Keeping AWS secrets secret with ECS

3,308
Remind
Remind is a messaging app for teachers, students, and parents to safely and easily communicate with each other. With more than 30 million users, we are one of the fastest-growing companies in edtech. We're hiring team members inspired by technology's potential to transform education, energized about solving the communication challenges that teachers face every day, and passionate about our vision of connecting every teacher, student, and parent in the world to improve education.

By Eric Holmes, Engineer at Remind.


One of the most important aspects of our security strategy in the Operations Engineering Team is to mitigate the risk of leaked AWS credentials. Even if you follow AWS best practices of putting your infrastructure within a VPC, leaking AWS credentials provides keys to the castle.

This post describes the strategy that we take to reduce the probability of AWS credentials being leaked, as well as reducing the risk in the event that they are leaked.

Background

In the beginning, there were long lived credentials.

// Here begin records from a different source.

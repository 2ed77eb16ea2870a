//! Outcomes of operations: success, warning or failure.
//!
//! Four concrete flavors share one tri-state engine:
//!
//! | Type                    | Value | Typed error | Logic            |
//! |-------------------------|-------|-------------|------------------|
//! | [`Outcome`]             | no    | no          | [`ResultLogic`]  |
//! | [`OutcomeOf<T>`]        | yes   | no          | [`ResultLogic`]  |
//! | [`CustomOutcome<E>`]    | no    | yes         | [`ErrorLogic<E>`]|
//! | [`CustomOutcomeOf<T,E>`]| yes   | yes         | [`ErrorLogic<E>`]|
//!
//! A warning is a success with a caveat: its value (if any) is valid and
//! accessible. A failure has no value; in the error-typed flavors it always
//! carries an error object.
//!
//! All flavors interconvert through named casts (`with_value`,
//! `with_error`, `without_value`, `without_error`, `to_failure`, ...).
//! Every cast builds a new value through the target's own factory, so the
//! target's invariants are checked again, and a value transform never runs
//! for a failure.
//!
//! # Examples
//!
//! ```rust
//! use railway::outcome::{Outcome, OutcomeOf};
//!
//! fn parse(input: &str) -> OutcomeOf<i32> {
//!     match input.parse() {
//!         Ok(value) => OutcomeOf::ok(value),
//!         Err(_) => OutcomeOf::fail(format!("`{input}` is not a number")).unwrap(),
//!     }
//! }
//!
//! assert_eq!(parse("12").map(|n| n * 2).value(), Ok(&24));
//!
//! let failed = parse("x");
//! let demoted: Outcome = failed.without_value();
//! assert_eq!(demoted.message(), Some("`x` is not a number"));
//! ```

mod custom;
mod custom_valued;
mod error_logic;
mod exception;
mod logic;
mod plain;
mod valued;

pub use custom::CustomOutcome;
pub use custom_valued::CustomOutcomeOf;
pub use error_logic::ErrorLogic;
pub use exception::Exception;
pub use logic::{Diagnostic, ResultLogic, Status};
pub use plain::Outcome;
pub use valued::OutcomeOf;

// Exceptions are shared behind an `Arc`, so every outcome is thread-safe when
// its payloads are.
static_assertions::assert_impl_all!(Exception: Send, Sync);
static_assertions::assert_impl_all!(Outcome: Send, Sync);
static_assertions::assert_impl_all!(OutcomeOf<String>: Send, Sync);
static_assertions::assert_impl_all!(CustomOutcome<String>: Send, Sync);
static_assertions::assert_impl_all!(CustomOutcomeOf<String, String>: Send, Sync);
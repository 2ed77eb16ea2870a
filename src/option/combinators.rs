//! Combinators over `Optional<T>`.
//!
//! All combinators inspect the state once and either transform the payload
//! or propagate `None` untouched. A callback is invoked only when the value
//! it would receive is present.

use crate::comparer::EqualityComparer;
use crate::error::{Fallible, require_result};

use super::Optional;

impl<T> Optional<T> {
    // =========================================================================
    // Match
    // =========================================================================

    /// Eliminates the optional by applying one of two functions.
    ///
    /// # Examples
    ///
    /// ```rust
    /// use railway::Optional;
    ///
    /// let described = Optional::some(3).match_with(|n| n * 2, || -1);
    /// assert_eq!(described, 6);
    /// assert_eq!(Optional::<i32>::none().match_with(|n| n * 2, || -1), -1);
    /// ```
    #[inline]
    pub fn match_with<U, F, G>(self, on_some: F, on_none: G) -> U
    where
        F: FnOnce(T) -> U,
        G: FnOnce() -> U,
    {
        match self {
            Self::Some(value) => on_some(value),
            Self::None => on_none(),
        }
    }

    // =========================================================================
    // Map / Bind
    // =========================================================================

    /// Transforms the payload, keeping `None` as `None`.
    #[inline]
    pub fn map<U, F>(self, function: F) -> Optional<U>
    where
        F: FnOnce(T) -> U,
    {
        match self {
            Self::Some(value) => Optional::Some(function(value)),
            Self::None => Optional::None,
        }
    }

    /// Transforms the payload with a callback whose result must not be null.
    ///
    /// # Errors
    ///
    /// Returns [`ContractError::NullResult`](crate::ContractError::NullResult)
    /// if `function` is invoked and returns `None`. An empty optional never
    /// invokes `function` and never fails.
    ///
    /// # Examples
    ///
    /// ```rust
    /// use railway::Optional;
    ///
    /// let result = Optional::some(1).try_map(|_| None::<String>);
    /// assert!(result.unwrap_err().is_null_result());
    ///
    /// let untouched = Optional::<i32>::none().try_map(|_| None::<String>);
    /// assert_eq!(untouched, Ok(Optional::none()));
    /// ```
    pub fn try_map<U, F>(self, function: F) -> Fallible<Optional<U>>
    where
        F: FnOnce(T) -> Option<U>,
    {
        match self {
            Self::Some(value) => {
                require_result("Optional::try_map", function(value)).map(Optional::Some)
            }
            Self::None => Ok(Optional::None),
        }
    }

    /// Chains a computation returning another optional.
    #[inline]
    pub fn bind<U, F>(self, function: F) -> Optional<U>
    where
        F: FnOnce(T) -> Optional<U>,
    {
        match self {
            Self::Some(value) => function(value),
            Self::None => Optional::None,
        }
    }

    /// Folds the payload into `seed`; an empty optional returns `seed` untouched.
    #[inline]
    pub fn fold<S, F>(self, seed: S, function: F) -> S
    where
        F: FnOnce(S, T) -> S,
    {
        match self {
            Self::Some(value) => function(seed, value),
            Self::None => seed,
        }
    }

    // =========================================================================
    // Side Effects
    // =========================================================================

    /// Runs `action` on the payload when present and returns the optional unchanged.
    #[inline]
    #[must_use]
    pub fn on_some<F>(self, action: F) -> Self
    where
        F: FnOnce(&T),
    {
        if let Self::Some(value) = &self {
            action(value);
        }
        self
    }

    /// Runs `action` when empty and returns the optional unchanged.
    #[inline]
    #[must_use]
    pub fn on_none<F>(self, action: F) -> Self
    where
        F: FnOnce(),
    {
        if self.has_no_value() {
            action();
        }
        self
    }

    // =========================================================================
    // Query Adapters
    // =========================================================================

    /// Alias of [`Optional::map`].
    #[inline]
    pub fn select<U, F>(self, function: F) -> Optional<U>
    where
        F: FnOnce(T) -> U,
    {
        self.map(function)
    }

    /// Keeps the payload only if `predicate` holds; otherwise `None`.
    ///
    /// # Examples
    ///
    /// ```rust
    /// use railway::Optional;
    ///
    /// assert_eq!(Optional::some(4).filter(|n| n % 2 == 0), Optional::some(4));
    /// assert_eq!(Optional::some(3).filter(|n| n % 2 == 0), Optional::none());
    /// ```
    #[inline]
    pub fn filter<P>(self, predicate: P) -> Self
    where
        P: FnOnce(&T) -> bool,
    {
        match self {
            Self::Some(value) => {
                if predicate(&value) {
                    Self::Some(value)
                } else {
                    Self::None
                }
            }
            Self::None => Self::None,
        }
    }

    /// Returns `true` if a value is present and satisfies `predicate`.
    #[inline]
    pub fn any<P>(&self, predicate: P) -> bool
    where
        P: FnOnce(&T) -> bool,
    {
        match self {
            Self::Some(value) => predicate(value),
            Self::None => false,
        }
    }

    /// Returns `true` if empty, or if the value satisfies `predicate`.
    #[inline]
    pub fn all<P>(&self, predicate: P) -> bool
    where
        P: FnOnce(&T) -> bool,
    {
        match self {
            Self::Some(value) => predicate(value),
            Self::None => true,
        }
    }

    /// Returns `true` if the payload equals `expected` under `comparer`.
    pub fn contains_with<C>(&self, expected: &T, comparer: &C) -> bool
    where
        C: EqualityComparer<T> + ?Sized,
    {
        self.any(|value| comparer.equals(value, expected))
    }

    /// Runs `action` on the payload when present.
    #[inline]
    pub fn for_each<F>(self, action: F)
    where
        F: FnOnce(T),
    {
        if let Self::Some(value) = self {
            action(value);
        }
    }

    /// Alias of [`Optional::fold`].
    #[inline]
    pub fn aggregate<S, F>(self, seed: S, function: F) -> S
    where
        F: FnOnce(S, T) -> S,
    {
        self.fold(seed, function)
    }
}

impl<T: PartialEq> Optional<T> {
    /// Returns `true` if the payload equals `expected`.
    #[inline]
    pub fn contains(&self, expected: &T) -> bool {
        self.any(|value| value == expected)
    }
}
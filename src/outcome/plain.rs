//! `Outcome` - the result of an operation with no return value.

use std::cmp::Ordering;
use std::fmt;

use crate::error::Fallible;
use crate::unit::Unit;

use super::logic::{Diagnostic, ResultLogic, Status};
use super::{CustomOutcome, CustomOutcomeOf, ErrorLogic, Exception, OutcomeOf};

/// The outcome of an operation that returns nothing: success, warning or failure.
///
/// # Examples
///
/// ```rust
/// use railway::Outcome;
///
/// let saved = Outcome::ok();
/// assert!(saved.is_success());
///
/// let failed = Outcome::fail("connection refused").unwrap();
/// assert!(failed.is_failure());
/// assert_eq!(failed.message(), Some("connection refused"));
/// assert_eq!(failed.to_string(), "Failure(connection refused)");
/// ```
#[derive(Debug, Clone, Default, PartialEq, Eq)]
pub struct Outcome {
    logic: ResultLogic,
}

impl Outcome {
    /// The shared success outcome.
    pub const OK: Self = Self::ok();

    // =========================================================================
    // Construction
    // =========================================================================

    /// Creates a success.
    #[inline]
    pub const fn ok() -> Self {
        Self {
            logic: ResultLogic::ok(),
        }
    }

    /// Creates a warning.
    ///
    /// # Errors
    ///
    /// Returns [`ContractError::ArgumentNull`](crate::ContractError::ArgumentNull)
    /// if `message` is empty.
    pub fn warn(message: impl Into<String>) -> Fallible<Self> {
        ResultLogic::warn(message, None).map(Self::from_logic)
    }

    /// Creates a warning with an attached exception.
    ///
    /// # Errors
    ///
    /// Returns [`ContractError::ArgumentNull`](crate::ContractError::ArgumentNull)
    /// if `message` is empty.
    pub fn warn_with_exception(message: impl Into<String>, exception: Exception) -> Fallible<Self> {
        ResultLogic::warn(message, Some(exception)).map(Self::from_logic)
    }

    /// Creates a failure.
    ///
    /// # Errors
    ///
    /// Returns [`ContractError::ArgumentNull`](crate::ContractError::ArgumentNull)
    /// if `message` is empty.
    pub fn fail(message: impl Into<String>) -> Fallible<Self> {
        ResultLogic::fail(message, None).map(Self::from_logic)
    }

    /// Creates a failure with an attached exception.
    ///
    /// # Errors
    ///
    /// Returns [`ContractError::ArgumentNull`](crate::ContractError::ArgumentNull)
    /// if `message` is empty.
    pub fn fail_with_exception(message: impl Into<String>, exception: Exception) -> Fallible<Self> {
        ResultLogic::fail(message, Some(exception)).map(Self::from_logic)
    }

    /// Wraps an existing logic.
    #[inline]
    pub const fn from_logic(logic: ResultLogic) -> Self {
        Self { logic }
    }

    // =========================================================================
    // State
    // =========================================================================

    /// Returns the underlying logic.
    #[inline]
    pub const fn logic(&self) -> &ResultLogic {
        &self.logic
    }

    /// Consumes the outcome and returns the underlying logic.
    #[inline]
    pub fn into_logic(self) -> ResultLogic {
        self.logic
    }

    /// Returns the state.
    #[inline]
    pub const fn status(&self) -> Status {
        self.logic.status()
    }

    /// Returns `true` for success and warning.
    #[inline]
    pub const fn is_success(&self) -> bool {
        self.logic.is_success()
    }

    /// Returns `true` for a warning.
    #[inline]
    pub const fn is_warning(&self) -> bool {
        self.logic.is_warning()
    }

    /// Returns `true` for a failure.
    #[inline]
    pub const fn is_failure(&self) -> bool {
        self.logic.is_failure()
    }

    /// Returns `true` for a warning or a failure.
    #[inline]
    pub const fn is_convertible_to_failure(&self) -> bool {
        self.logic.is_convertible_to_failure()
    }

    /// Returns the message of a warning or failure.
    pub fn message(&self) -> Option<&str> {
        self.logic.message()
    }

    /// Returns the exception of a warning or failure, if any.
    pub fn exception(&self) -> Option<&Exception> {
        self.logic.exception()
    }

    /// Orders by state: failure < warning < success.
    pub fn compare_to(&self, other: &Self) -> Ordering {
        self.logic.compare_to(&other.logic)
    }

    // =========================================================================
    // Casts
    // =========================================================================

    /// Attaches a value, producing `OutcomeOf<T>` with the same state.
    ///
    /// A failure drops `value`.
    pub fn with_value<T>(self, value: T) -> OutcomeOf<T> {
        self.with_value_from(|| value)
    }

    /// Attaches a value produced by `value`, which runs only for a success
    /// or a warning.
    pub fn with_value_from<T, F>(self, value: F) -> OutcomeOf<T>
    where
        F: FnOnce() -> T,
    {
        let payload = self.logic.is_success().then(value);
        OutcomeOf::from_parts(self.logic, payload)
    }

    /// Attaches [`Unit`] as the value.
    pub fn with_unit(self) -> OutcomeOf<Unit> {
        self.with_value(Unit)
    }

    /// Attaches a typed error used only if this is a failure.
    pub fn with_error<E>(self, error: E) -> CustomOutcome<E> {
        self.with_error_from(|| error)
    }

    /// Attaches a typed error produced by `error`, which runs only for a failure.
    pub fn with_error_from<E, F>(self, error: F) -> CustomOutcome<E>
    where
        F: FnOnce() -> E,
    {
        CustomOutcome::from_logic(ErrorLogic::from_logic(self.logic, error))
    }

    /// Converts a warning or failure into a failed `OutcomeOf<T>` carrying the
    /// same message and exception.
    ///
    /// # Errors
    ///
    /// Returns [`ContractError::InvalidOperation`](crate::ContractError::InvalidOperation)
    /// on a success.
    pub fn to_failure<T>(self) -> Fallible<OutcomeOf<T>> {
        let diagnostic = self.logic.into_failure("Outcome::to_failure")?;
        Ok(OutcomeOf::from_parts(ResultLogic::failure(diagnostic), None))
    }

    /// Converts a warning or failure into a failed `CustomOutcome<E>`.
    ///
    /// # Errors
    ///
    /// Returns [`ContractError::InvalidOperation`](crate::ContractError::InvalidOperation)
    /// on a success.
    pub fn to_custom_failure<E>(self, error: E) -> Fallible<CustomOutcome<E>> {
        let diagnostic = self.logic.into_failure("Outcome::to_custom_failure")?;
        Ok(CustomOutcome::from_logic(ErrorLogic::failure(diagnostic, error)))
    }

    /// Converts a warning or failure into a failed `CustomOutcomeOf<T, E>`.
    ///
    /// # Errors
    ///
    /// Returns [`ContractError::InvalidOperation`](crate::ContractError::InvalidOperation)
    /// on a success.
    pub fn to_custom_failure_of<T, E>(self, error: E) -> Fallible<CustomOutcomeOf<T, E>> {
        let diagnostic = self.logic.into_failure("Outcome::to_custom_failure_of")?;
        Ok(CustomOutcomeOf::from_parts(
            ErrorLogic::failure(diagnostic, error),
            None,
        ))
    }

    // =========================================================================
    // Combinators
    // =========================================================================

    /// Eliminates the outcome. A warning counts as a success.
    pub fn match_outcome<U, F, G>(self, on_success: F, on_failure: G) -> U
    where
        F: FnOnce() -> U,
        G: FnOnce(Diagnostic) -> U,
    {
        let is_failure = self.is_failure();
        match self.logic.into_diagnostic() {
            Some(diagnostic) if is_failure => on_failure(diagnostic),
            _ => on_success(),
        }
    }

    /// Runs `next` after a success or warning; a failure passes through.
    /// A warning is kept when `next` succeeds.
    pub fn bind<F>(self, next: F) -> Self
    where
        F: FnOnce() -> Self,
    {
        if self.is_success() {
            Self::from_logic(self.logic.followed_by(next().logic))
        } else {
            self
        }
    }

    /// Runs `action` on success or warning and returns the outcome unchanged.
    #[must_use]
    pub fn on_success<F>(self, action: F) -> Self
    where
        F: FnOnce(),
    {
        if self.is_success() {
            action();
        }
        self
    }

    /// Runs `action` on failure and returns the outcome unchanged.
    #[must_use]
    pub fn on_failure<F>(self, action: F) -> Self
    where
        F: FnOnce(&Diagnostic),
    {
        if let Some(diagnostic) = self.logic.diagnostic().filter(|_| self.is_failure()) {
            action(diagnostic);
        }
        self
    }

    /// Runs one of two actions depending on the state and returns the
    /// outcome unchanged.
    #[must_use]
    pub fn on_success_or_failure<F, G>(self, on_success: F, on_failure: G) -> Self
    where
        F: FnOnce(),
        G: FnOnce(&Diagnostic),
    {
        self.on_success(on_success).on_failure(on_failure)
    }
}

impl From<ResultLogic> for Outcome {
    fn from(logic: ResultLogic) -> Self {
        Self::from_logic(logic)
    }
}

impl fmt::Display for Outcome {
    fn fmt(&self, formatter: &mut fmt::Formatter<'_>) -> fmt::Result {
        fmt::Display::fmt(&self.logic, formatter)
    }
}
#![cfg(feature = "either")]
//! Property-based tests for `Either<L, R>`.
//!
//! - **Identity**: `e.bimap(|r| r, |l| l) == e`
//! - **Composition**: `e.map_right(f).map_right(g) == e.map_right(|r| g(f(r)))`
//! - **Left identity**: `Either::Right(a).bind_right(f) == f(a)`
//! - **Passthrough**: every transformation of `None` is `None` and runs nothing
//! - **Ordering**: `None < Left < Right`, total and antisymmetric

use proptest::prelude::*;
use railway::{Either, EitherLeft, EitherRight};
use std::cell::Cell;
use std::cmp::Ordering;

fn either_strategy() -> impl Strategy<Value = Either<i32, String>> {
    prop_oneof![
        any::<i32>().prop_map(Either::Left),
        any::<String>().prop_map(Either::Right),
        Just(Either::None),
    ]
}

fn rank(either: &Either<i32, String>) -> u8 {
    match either {
        Either::None => 0,
        Either::Left(_) => 1,
        Either::Right(_) => 2,
    }
}

proptest! {
    #[test]
    fn prop_bimap_identity(value in either_strategy()) {
        let result = value.clone().bimap(|right| right, |left| left);
        prop_assert_eq!(result, value);
    }

    #[test]
    fn prop_map_right_composition(value in either_strategy()) {
        let f = |s: String| s.len();
        let g = |n: usize| n.wrapping_mul(3);

        let composed = value.clone().map_right(|s| g(f(s)));
        let chained = value.map_right(f).map_right(g);

        prop_assert_eq!(composed, chained);
    }

    #[test]
    fn prop_bind_right_left_identity(text in any::<String>()) {
        let f = |s: String| -> Either<i32, usize> {
            if s.is_empty() { Either::Left(0) } else { Either::Right(s.len()) }
        };
        let bound = Either::<i32, String>::Right(text.clone()).bind_right(f);
        prop_assert_eq!(bound, f(text));
    }

    #[test]
    fn prop_bind_right_right_identity(value in either_strategy()) {
        let bound = value.clone().bind_right(Either::Right);
        prop_assert_eq!(bound, value);
    }

    #[test]
    fn prop_swap_is_involution(value in either_strategy()) {
        prop_assert_eq!(value.clone().swap().swap(), value);
    }

    #[test]
    fn prop_ordering_follows_state_rank(first in either_strategy(), second in either_strategy()) {
        if rank(&first) != rank(&second) {
            prop_assert_eq!(first.cmp(&second), rank(&first).cmp(&rank(&second)));
        }
        prop_assert_eq!(first.cmp(&second), second.cmp(&first).reverse());
        prop_assert_eq!(first.compare_any(&second), Ok(first.cmp(&second)));
    }

    #[test]
    fn prop_tokens_agree_with_full_values(
        value in either_strategy(),
        left in any::<i32>(),
        right in any::<String>(),
    ) {
        prop_assert_eq!(value == EitherLeft::new(left), value == Either::Left(left));
        prop_assert_eq!(
            value.partial_cmp(&EitherRight::new(right.clone())),
            value.partial_cmp(&Either::Right(right))
        );
    }

    #[test]
    fn prop_filter_keeps_only_matching_rights(value in either_strategy()) {
        let filtered = value.clone().filter(|s| s.len() % 2 == 0);
        match value {
            Either::Right(s) if s.len() % 2 == 0 => prop_assert_eq!(filtered, Either::Right(s)),
            _ => prop_assert_eq!(filtered, Either::None),
        }
    }
}

#[test]
fn none_passes_through_every_transformation_without_invoking_callbacks() {
    let calls = Cell::new(0);
    let count = || calls.set(calls.get() + 1);
    let none: Either<i32, String> = Either::None;

    let mapped = none.clone().map_right(|s| {
        count();
        s
    });
    assert_eq!(mapped, Either::None);

    let mapped_left = none.clone().map_left(|l| {
        count();
        l
    });
    assert_eq!(mapped_left, Either::None);

    let bimapped = none.clone().bimap(
        |s| {
            count();
            s
        },
        |l| {
            count();
            l
        },
    );
    assert_eq!(bimapped, Either::None);

    let bound = none.clone().bind_right(|s| {
        count();
        Either::Right(s)
    });
    assert_eq!(bound, Either::None);

    let rebound = none.clone().bibind(
        |s| {
            count();
            Either::<i32, String>::Right(s)
        },
        |l| {
            count();
            Either::Left(l)
        },
    );
    assert_eq!(rebound, Either::None);

    let filtered = none.clone().filter(|_| {
        count();
        true
    });
    assert_eq!(filtered, Either::None);

    assert_eq!(
        none.clone().on_left(|_| count()).on_right(|_| count()),
        Either::None
    );
    assert_eq!(
        none.clone().on_right_or_left(|_| count(), |_| count()),
        Either::None
    );

    let checked = none.clone().try_map_right(|s| {
        count();
        Some(s)
    });
    assert_eq!(checked, Ok(Either::None));

    let folded = none.fold_right(0, |seed, _| {
        count();
        seed
    });
    assert_eq!(folded, 0);
    assert_eq!(calls.get(), 0);
}

#[test]
fn ordering_is_transitive_across_states() {
    let values: [Either<i32, i32>; 3] = [Either::None, Either::Left(0), Either::Right(0)];
    for window in values.windows(2) {
        assert_eq!(window[0].cmp(&window[1]), Ordering::Less);
    }
    assert!(values[0] < values[2]);
}
//! # railway
//!
//! Monadic value wrappers for railway-oriented code.
//!
//! ## Overview
//!
//! - **Optional**: [`Optional<T>`], a value that may be absent. Null sources
//!   collapse to `None`.
//! - **Outcomes**: [`Outcome`], [`OutcomeOf<T>`], [`CustomOutcome<E>`] and
//!   [`CustomOutcomeOf<T, E>`], the result of an operation in one of three
//!   states: success, warning (a success with a caveat) or failure.
//! - **Either**: [`Either<L, R>`], a `Left`, a `Right`, or deliberately
//!   `None`.
//! - **Conversions** between the three families, each with a precise policy
//!   for empty and null values.
//!
//! Business-level failure is a value (`Failure`, `Left`, `None`). Misuse of
//! the API, such as reading the value of a failure, is reported as a
//! [`ContractError`] through [`Fallible`].
//!
//! ## Feature Flags
//!
//! - `option`: [`Optional`] and its combinators
//! - `outcome`: the outcome family and its logic types
//! - `either`: [`Either`] and its single-branch tokens
//! - `conversion`: conversions between the families (enables the three above)
//! - `serde`: `Serialize`/`Deserialize` for [`Unit`], `Optional` and `Either`
//! - `tracing`: debug events whenever a [`ContractError`] is raised
//! - `full`: Enable all features
//!
//! ## Example
//!
//! The conversions need the `conversion` feature, which is on by default.
//!
#![cfg_attr(
    feature = "conversion",
    doc = r#"
```rust
use railway::prelude::*;

fn find_port(config: &str) -> Optional<u16> {
    config.strip_prefix("port=").and_then(|port| port.parse::<u16>().ok()).into()
}

let outcome = find_port("port=8080").to_outcome_of();
assert_eq!(outcome.value(), Ok(&8080));

let either = find_port("host=localhost").to_either("no port");
assert_eq!(either, Either::Left("no port"));
```
"#
)]

#![forbid(unsafe_code)]
#![warn(missing_docs)]
#![warn(clippy::all)]
#![warn(clippy::pedantic)]
#![warn(clippy::nursery)]

/// Prelude module for convenient imports.
///
/// Re-exports commonly used types and traits.
///
/// # Usage
///
/// ```rust
/// use railway::prelude::*;
/// ```
pub mod prelude {
    pub use crate::comparer::*;
    pub use crate::error::{ContractError, Fallible, NullPolicy};
    pub use crate::unit::Unit;

    #[cfg(feature = "option")]
    pub use crate::option::*;

    #[cfg(feature = "outcome")]
    pub use crate::outcome::*;

    #[cfg(feature = "either")]
    pub use crate::either::*;
}

mod comparer;
mod error;
mod unit;

pub use comparer::{
    DefaultEquality, DefaultOrder, EqualityComparer, OrderComparer, ReferenceEquality,
};
pub use error::{ContractError, Fallible, NullPolicy};
pub use unit::Unit;

#[cfg(feature = "option")]
pub mod option;

#[cfg(feature = "outcome")]
pub mod outcome;

#[cfg(feature = "either")]
pub mod either;

#[cfg(feature = "conversion")]
pub mod conversion;

#[cfg(feature = "option")]
pub use option::Optional;

#[cfg(feature = "outcome")]
pub use outcome::{
    CustomOutcome, CustomOutcomeOf, Diagnostic, ErrorLogic, Exception, Outcome, OutcomeOf,
    ResultLogic, Status,
};

#[cfg(feature = "either")]
pub use either::{Either, EitherLeft, EitherRight};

The most straight forward way to give an application access to make requests to AWS APIs is to create an IAM user, generate an access key, and then pass the access key id and secret to the application. However, this has a number of problems:

  1. Trust. How do you pass these values to an application securely, so that they can't be accessed by unauthorized parties, and aren't stored in plaintext? In ECS, it would be bad practice to include AWS access keys as plaintext environment variables in task definitions. Any application or service that has the ecs:DescribeTaskDefinition permission will have access to all secrets.
  2. Credential Lifetime: IAM access keys don't automatically expire. The longer an access key lives, the higher the probability is that it has been accidentally, or maliciously leaked. Accidental leaks from human error are a surprisingly common source of incidents.

Instance Profiles

An alternative method is to use EC2 Instance Profiles. Instance profiles allow you to attach an IAM role to an EC2 instance, and applications running on the host can access an “instance metadata” endpoint to obtain temporary AWS credentials. This solves both trust (The EC2 instance authenticates itself with AWS) and credential expiration (credentials obtained from instance metadata only last for 1 hour, greatly minimizing the impact of a leak).

However, in the context of ECS, instance profiles have their own set of problems:

  1. Granularity: In ECS, you'll likely have many different services and applications running on the same host. To use credentials from an instance profile would require that we give the host a combination of all required permissions needed for each service, instead of giving each service it's own granular permissions. This would be a strict violation of the principle of least privilege.
  2. Unprotected Instance Metadata: It may not initially seem obvious, but instance metadata can be an incredibly dangerous feature. All it takes is an arbitrary GET request to http://169.254.169.254/ to obtain AWS credentials. What happens when software running on the host introduces a feature that downloads files from a URL? This potential exploit is best described in http://www.daemonology.net/blog/2016-10-09-EC2s-most-dangerous-feature.html.

Enter ECS Task Roles

ECS introduced Task Roles, which are similar to Instance Profiles, allowing you to attach an IAM role to an ECS task. This seems to solve all of our problems:

  1. Granularity: ECS tasks only get the exact permissions they need.
  2. Credential Lifetime: Credentials expire after 1 hour and are automatically rotated.
  3. Unprotected Instance Metadata: When obtaining credentials from ECS task roles, like instance profiles, the client within the container hits a metadata endpoint (http://169.254.169.254), which routes to the ECS agent running on the host. However, unlike instance metadata, the URL where credentials can be obtained is dynamically generated, and provided to the container via an environment variable. If an attacker gained access to make arbitrary GET requests, they would also need to know the value of the AWS_CONTAINER_CREDENTIALS_RELATIVE_URI environment variable within the container.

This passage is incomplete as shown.